Source records
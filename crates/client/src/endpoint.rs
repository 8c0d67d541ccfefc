//! Feed endpoint validation.

/// Error type for endpoint validation failures.
#[derive(Debug, Clone, PartialEq, thiserror::Error)]
pub enum EndpointError {
    #[error("empty URL")]
    Empty,

    #[error("unsupported scheme: {0}")]
    UnsupportedScheme(String),

    #[error("invalid URL: {0}")]
    InvalidUrl(String),
}

/// Parse a configured feed URL.
///
/// Whitespace is trimmed and the fragment dropped. Only `http` and `https`
/// are accepted; a missing scheme is not guessed.
pub fn parse_endpoint(input: &str) -> Result<url::Url, EndpointError> {
    let trimmed = input.trim();
    if trimmed.is_empty() {
        return Err(EndpointError::Empty);
    }

    let mut parsed = url::Url::parse(trimmed).map_err(|e| EndpointError::InvalidUrl(e.to_string()))?;

    match parsed.scheme() {
        "http" | "https" => {}
        scheme => return Err(EndpointError::UnsupportedScheme(scheme.to_string())),
    }
    if parsed.host_str().is_none_or(str::is_empty) {
        return Err(EndpointError::InvalidUrl(format!("missing host in {trimmed}")));
    }

    parsed.set_fragment(None);
    Ok(parsed)
}
//! Persistence sync tool.

use super::json_result;
use crate::app::{App, SyncOverrides};
use rmcp::{ErrorData as McpError, model::CallToolResult};
use schemars::JsonSchema;
use serde::{Deserialize, Serialize};

/// Parameters for the sync_stations tool.
#[derive(Debug, Clone, Default, Serialize, Deserialize, JsonSchema)]
pub struct SyncParams {
    /// Shared secret, required when sync authorization is enabled.
    #[serde(default)]
    pub token: Option<String>,

    /// Stations written per batch (default from configuration).
    #[serde(default)]
    pub batch_size: Option<usize>,

    /// Only sync the first N stations.
    #[serde(default)]
    pub station_limit: Option<usize>,
}

/// Implementation of the sync_stations tool.
pub async fn sync_impl(app: &App, params: SyncParams) -> Result<CallToolResult, McpError> {
    let overrides = SyncOverrides { batch_size: params.batch_size, station_limit: params.station_limit };
    let report = app.sync_stations(params.token.as_deref(), overrides).await?;
    json_result(&report)
}

#[cfg(test)]
mod tests {
    use super::*;
    use crate::app::testing::app;
    use crate::tools::result_json;
    use hydrosync_core::{AppConfig, StationStore};

    #[tokio::test]
    async fn test_sync_impl() {
        let app = app(AppConfig::default()).await;
        let json = result_json(&sync_impl(&app, SyncParams::default()).await.unwrap());

        assert_eq!(json["processed"], 3);
        assert_eq!(json["created"], 3);
        assert_eq!(json["measurementsCreated"], 2);
        assert_eq!(json["errors"], 0);

        let counts = app.db.counts().await.unwrap();
        assert_eq!(counts.stations, 3);
        assert_eq!(counts.measurements, 2);
    }

    #[tokio::test]
    async fn test_sync_is_idempotent() {
        let app = app(AppConfig::default()).await;
        sync_impl(&app, SyncParams::default()).await.unwrap();
        let json = result_json(&sync_impl(&app, SyncParams::default()).await.unwrap());

        assert_eq!(json["created"], 0);
        assert_eq!(json["updated"], 3);
        assert_eq!(json["measurementsCreated"], 0);
        assert_eq!(json["measurementsSkipped"], 3);
    }

    #[tokio::test]
    async fn test_sync_limit() {
        let app = app(AppConfig::default()).await;
        let params = SyncParams { station_limit: Some(1), batch_size: Some(1), ..Default::default() };
        let json = result_json(&sync_impl(&app, params).await.unwrap());
        assert_eq!(json["processed"], 1);
    }

    #[tokio::test]
    async fn test_sync_requires_token() {
        let config = AppConfig { sync_auth_required: true, sync_token: Some("s3cret".into()), ..Default::default() };
        let app = app(config).await;

        let err = sync_impl(&app, SyncParams::default()).await.unwrap_err();
        assert_eq!(err.code.0, -32005);

        let params = SyncParams { token: Some("s3cret".into()), ..Default::default() };
        assert!(sync_impl(&app, params).await.is_ok());
    }

    #[tokio::test]
    async fn test_zero_batch_rejected() {
        let app = app(AppConfig::default()).await;
        let params = SyncParams { batch_size: Some(0), ..Default::default() };
        assert!(sync_impl(&app, params).await.is_err());
    }
}
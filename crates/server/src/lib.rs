//! MCP server for hydrosync.
//!
//! Exposes the smart data service, cache maintenance and persistence sync
//! as MCP tools. [`App`] is the shared wiring, also used by the CLI.

pub mod app;
pub mod handler;
pub mod tools;

pub use app::{App, SyncOverrides};
pub use handler::HydrosyncServer;
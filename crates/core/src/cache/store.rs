//! Keyed snapshot store with TTL expiry and hit/miss accounting.
//!
//! Entries are whole snapshots: `set` swaps the payload, timestamps and
//! counters in one write, so readers never observe a half-updated entry.
//! Expired entries are kept until `cleanup_expired` or an explicit clear so
//! they can still be served as a fallback.

use super::hash::payload_digest;
use crate::clock::Clock;
use crate::model::{RawStationReading, ReconciledStation};
use chrono::{DateTime, Duration, Utc};
use serde::Serialize;
use std::collections::HashMap;
use std::sync::Arc;
use tokio::sync::RwLock;

/// Key of the reconciled snapshot; per-source entries use the source tag.
pub const MERGED_KEY: &str = "merged";

/// What a cache entry holds.
#[derive(Debug, Clone, PartialEq, Serialize)]
#[serde(tag = "kind", content = "items", rename_all = "lowercase")]
pub enum CachePayload {
    Readings(Vec<RawStationReading>),
    Stations(Vec<ReconciledStation>),
}

impl CachePayload {
    pub fn len(&self) -> usize {
        match self {
            CachePayload::Readings(r) => r.len(),
            CachePayload::Stations(s) => s.len(),
        }
    }

    pub fn is_empty(&self) -> bool {
        self.len() == 0
    }

    pub fn as_readings(&self) -> Option<&[RawStationReading]> {
        match self {
            CachePayload::Readings(r) => Some(r),
            CachePayload::Stations(_) => None,
        }
    }

    pub fn as_stations(&self) -> Option<&[ReconciledStation]> {
        match self {
            CachePayload::Stations(s) => Some(s),
            CachePayload::Readings(_) => None,
        }
    }
}

/// A cached snapshot and its bookkeeping.
#[derive(Debug, Clone)]
pub struct CacheEntry {
    pub key: String,
    pub payload: Arc<CachePayload>,
    pub fetched_at: DateTime<Utc>,
    pub expires_at: DateTime<Utc>,
    pub hits: u64,
    /// Last time this entry was served after expiry.
    pub last_fallback_at: Option<DateTime<Utc>>,
    pub size_bytes: usize,
    pub digest: String,
}

impl CacheEntry {
    pub fn is_expired_at(&self, now: DateTime<Utc>) -> bool {
        now >= self.expires_at
    }
}

/// Result of a counted read.
#[derive(Debug, Clone)]
pub enum Lookup {
    Fresh(CacheEntry),
    Stale(CacheEntry),
    Missing,
}

#[derive(Debug, Clone, Serialize)]
#[serde(rename_all = "camelCase")]
pub struct EntryStats {
    pub key: String,
    pub items: usize,
    pub fetched_at: DateTime<Utc>,
    pub expires_at: DateTime<Utc>,
    pub expired: bool,
    pub hits: u64,
    pub size_bytes: usize,
    pub last_fallback_at: Option<DateTime<Utc>>,
}

#[derive(Debug, Clone, Serialize)]
#[serde(rename_all = "camelCase")]
pub struct CacheStats {
    pub total_entries: usize,
    pub hits: u64,
    pub misses: u64,
    pub size_bytes: usize,
    pub last_update: Option<DateTime<Utc>>,
    pub entries: Vec<EntryStats>,
}

#[derive(Debug, Default)]
struct CacheState {
    entries: HashMap<String, CacheEntry>,
    hits: u64,
    misses: u64,
    last_update: Option<DateTime<Utc>>,
}

/// In-process snapshot cache.
///
/// Constructed once and shared by handle; there is no process-global instance.
#[derive(Debug)]
pub struct CacheStore {
    state: RwLock<CacheState>,
    clock: Arc<dyn Clock>,
    stale_grace: Duration,
}

impl CacheStore {
    /// Create an empty store.
    ///
    /// `stale_grace` protects entries recently served as a fallback from
    /// `cleanup_expired`.
    pub fn new(clock: Arc<dyn Clock>, stale_grace: std::time::Duration) -> Self {
        Self {
            state: RwLock::new(CacheState::default()),
            clock,
            stale_grace: Duration::from_std(stale_grace).unwrap_or(Duration::MAX),
        }
    }

    /// Current time according to the store's clock.
    pub fn now(&self) -> DateTime<Utc> {
        self.clock.now()
    }

    /// Entry for `key` regardless of expiry. Does not touch counters.
    pub async fn get(&self, key: &str) -> Option<CacheEntry> {
        self.state.read().await.entries.get(key).cloned()
    }

    /// Counted read: a fresh entry is a hit, anything else a miss.
    pub async fn lookup(&self, key: &str) -> Lookup {
        let now = self.clock.now();
        let mut state = self.state.write().await;

        let fresh = match state.entries.get(key) {
            None => None,
            Some(entry) => Some(!entry.is_expired_at(now)),
        };

        match fresh {
            Some(true) => {
                state.hits += 1;
                match state.entries.get_mut(key) {
                    Some(entry) => {
                        entry.hits += 1;
                        Lookup::Fresh(entry.clone())
                    }
                    None => Lookup::Missing,
                }
            }
            Some(false) => {
                state.misses += 1;
                state.entries.get(key).cloned().map_or(Lookup::Missing, Lookup::Stale)
            }
            None => {
                state.misses += 1;
                Lookup::Missing
            }
        }
    }

    /// Replace the entry for `key` with a new snapshot.
    pub async fn set(&self, key: &str, payload: CachePayload, ttl: std::time::Duration) -> CacheEntry {
        let now = self.clock.now();
        let ttl = Duration::from_std(ttl).unwrap_or(Duration::MAX);
        let expires_at = now.checked_add_signed(ttl).unwrap_or(DateTime::<Utc>::MAX_UTC);

        let bytes = serde_json::to_vec(&payload).unwrap_or_default();
        let entry = CacheEntry {
            key: key.to_string(),
            payload: Arc::new(payload),
            fetched_at: now,
            expires_at,
            hits: 0,
            last_fallback_at: None,
            size_bytes: bytes.len(),
            digest: payload_digest(&bytes),
        };

        let mut state = self.state.write().await;
        state.entries.insert(key.to_string(), entry.clone());
        state.last_update = Some(now);

        tracing::debug!(key, items = entry.payload.len(), expires_at = %entry.expires_at, "cache entry replaced");
        entry
    }

    /// Absent entries count as expired.
    pub async fn is_expired(&self, key: &str) -> bool {
        let now = self.clock.now();
        self.state
            .read()
            .await
            .entries
            .get(key)
            .is_none_or(|entry| entry.is_expired_at(now))
    }

    /// Record that an expired entry was served in place of a failed refresh.
    pub async fn mark_fallback(&self, key: &str) {
        let now = self.clock.now();
        if let Some(entry) = self.state.write().await.entries.get_mut(key) {
            entry.last_fallback_at = Some(now);
        }
    }

    pub async fn invalidate(&self, key: &str) -> bool {
        let removed = self.state.write().await.entries.remove(key).is_some();
        if removed {
            tracing::debug!(key, "cache entry invalidated");
        }
        removed
    }

    /// Drop every entry. Counters are kept.
    pub async fn clear_all(&self) -> usize {
        let mut state = self.state.write().await;
        let count = state.entries.len();
        state.entries.clear();
        count
    }

    /// Remove expired entries that have not served as a fallback within the
    /// grace window. Returns how many were removed.
    pub async fn cleanup_expired(&self) -> usize {
        let now = self.clock.now();
        let grace = self.stale_grace;
        let mut state = self.state.write().await;
        let before = state.entries.len();

        state.entries.retain(|_, entry| {
            if entry.expires_at >= now {
                return true;
            }
            entry
                .last_fallback_at
                .is_some_and(|used| now.signed_duration_since(used) <= grace)
        });

        let removed = before - state.entries.len();
        if removed > 0 {
            tracing::info!(removed, remaining = state.entries.len(), "expired cache entries cleaned up");
        }
        removed
    }

    pub async fn stats(&self) -> CacheStats {
        let now = self.clock.now();
        let state = self.state.read().await;

        let mut entries: Vec<EntryStats> = state
            .entries
            .values()
            .map(|e| EntryStats {
                key: e.key.clone(),
                items: e.payload.len(),
                fetched_at: e.fetched_at,
                expires_at: e.expires_at,
                expired: e.is_expired_at(now),
                hits: e.hits,
                size_bytes: e.size_bytes,
                last_fallback_at: e.last_fallback_at,
            })
            .collect();
        entries.sort_by(|a, b| a.key.cmp(&b.key));

        CacheStats {
            total_entries: entries.len(),
            hits: state.hits,
            misses: state.misses,
            size_bytes: entries.iter().map(|e| e.size_bytes).sum(),
            last_update: state.last_update,
            entries,
        }
    }
}

#[cfg(test)]
mod tests {
    use super::*;
    use crate::clock::ManualClock;
    use crate::model::SourceTag;
    use chrono::TimeZone;
    use std::time::Duration as StdDuration;

    const TTL: StdDuration = StdDuration::from_secs(300);

    fn setup() -> (CacheStore, ManualClock) {
        let clock = ManualClock::new(Utc.with_ymd_and_hms(2024, 5, 1, 12, 0, 0).unwrap());
        let store = CacheStore::new(Arc::new(clock.clone()), StdDuration::from_secs(3600));
        (store, clock)
    }

    fn readings(ids: &[&str]) -> CachePayload {
        CachePayload::Readings(
            ids.iter()
                .map(|id| RawStationReading::new(*id, format!("Station {id}"), SourceTag::Hydro))
                .collect(),
        )
    }

    #[tokio::test]
    async fn test_set_then_get() {
        let (store, _clock) = setup();
        let payload = readings(&["150160180", "150190340"]);

        store.set("hydro", payload.clone(), TTL).await;

        let entry = store.get("hydro").await.unwrap();
        assert_eq!(*entry.payload, payload);
        assert_eq!(entry.hits, 0);
        assert!(!store.is_expired("hydro").await);
    }

    #[tokio::test]
    async fn test_expires_after_ttl() {
        let (store, clock) = setup();
        store.set("hydro", readings(&["1"]), TTL).await;

        clock.advance(Duration::seconds(299));
        assert!(!store.is_expired("hydro").await);

        clock.advance(Duration::seconds(2));
        assert!(store.is_expired("hydro").await);
        assert!(store.get("hydro").await.is_some(), "expired entries stay readable");
    }

    #[tokio::test]
    async fn test_missing_is_expired() {
        let (store, _clock) = setup();
        assert!(store.is_expired("merged").await);
        assert!(store.get("merged").await.is_none());
    }

    #[tokio::test]
    async fn test_lookup_counts_hits_and_misses() {
        let (store, clock) = setup();

        assert!(matches!(store.lookup("hydro").await, Lookup::Missing));
        store.set("hydro", readings(&["1"]), TTL).await;
        assert!(matches!(store.lookup("hydro").await, Lookup::Fresh(_)));
        let Lookup::Fresh(entry) = store.lookup("hydro").await else { panic!("expected fresh entry") };
        assert_eq!(entry.hits, 2);

        clock.advance(Duration::seconds(301));
        assert!(matches!(store.lookup("hydro").await, Lookup::Stale(_)));

        let stats = store.stats().await;
        assert_eq!(stats.hits, 2);
        assert_eq!(stats.misses, 2);
    }

    #[tokio::test]
    async fn test_set_resets_hits() {
        let (store, _clock) = setup();
        store.set("hydro", readings(&["1"]), TTL).await;
        store.lookup("hydro").await;
        store.lookup("hydro").await;

        store.set("hydro", readings(&["1", "2"]), TTL).await;
        let entry = store.get("hydro").await.unwrap();
        assert_eq!(entry.hits, 0);
        assert_eq!(entry.payload.len(), 2);
    }

    #[tokio::test]
    async fn test_digest_tracks_payload() {
        let (store, _clock) = setup();
        let first = store.set("hydro", readings(&["1"]), TTL).await;
        let same = store.set("hydro", readings(&["1"]), TTL).await;
        let changed = store.set("hydro", readings(&["2"]), TTL).await;

        assert_eq!(first.digest, same.digest);
        assert_ne!(first.digest, changed.digest);
        assert!(first.size_bytes > 0);
    }

    #[tokio::test]
    async fn test_invalidate_and_clear() {
        let (store, _clock) = setup();
        store.set("hydro", readings(&["1"]), TTL).await;
        store.set("hydro2", readings(&["2"]), TTL).await;
        store.set(MERGED_KEY, CachePayload::Stations(vec![]), TTL).await;

        assert!(store.invalidate("hydro").await);
        assert!(!store.invalidate("hydro").await);
        assert_eq!(store.clear_all().await, 2);
        assert_eq!(store.stats().await.total_entries, 0);
    }

    #[tokio::test]
    async fn test_cleanup_expired_spares_recent_fallbacks() {
        let (store, clock) = setup();
        store.set("hydro", readings(&["1"]), TTL).await;
        store.set("hydro2", readings(&["2"]), TTL).await;
        store.set(MERGED_KEY, CachePayload::Stations(vec![]), StdDuration::from_secs(3600)).await;

        clock.advance(Duration::seconds(600));
        store.mark_fallback("hydro2").await;

        assert_eq!(store.cleanup_expired().await, 1);
        assert!(store.get("hydro").await.is_none());
        assert!(store.get("hydro2").await.is_some());
        assert!(store.get(MERGED_KEY).await.is_some());

        clock.advance(Duration::seconds(3601));
        assert_eq!(store.cleanup_expired().await, 2);
        assert_eq!(store.stats().await.total_entries, 0);
    }

    #[tokio::test]
    async fn test_stats() {
        let (store, clock) = setup();
        assert!(store.stats().await.last_update.is_none());

        store.set("hydro2", readings(&["1", "2", "3"]), TTL).await;
        store.set("hydro", readings(&["1"]), StdDuration::from_secs(10)).await;
        clock.advance(Duration::seconds(20));

        let stats = store.stats().await;
        assert_eq!(stats.total_entries, 2);
        assert_eq!(stats.entries[0].key, "hydro");
        assert!(stats.entries[0].expired);
        assert_eq!(stats.entries[1].items, 3);
        assert!(!stats.entries[1].expired);
        assert_eq!(stats.size_bytes, stats.entries[0].size_bytes + stats.entries[1].size_bytes);
        assert_eq!(stats.last_update, Some(Utc.with_ymd_and_hms(2024, 5, 1, 12, 0, 0).unwrap()));
    }
}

Prompt
Determine how many lines of the data include the word "InvalidUrl". Reply with the count and no other text.

Result for this exercise
3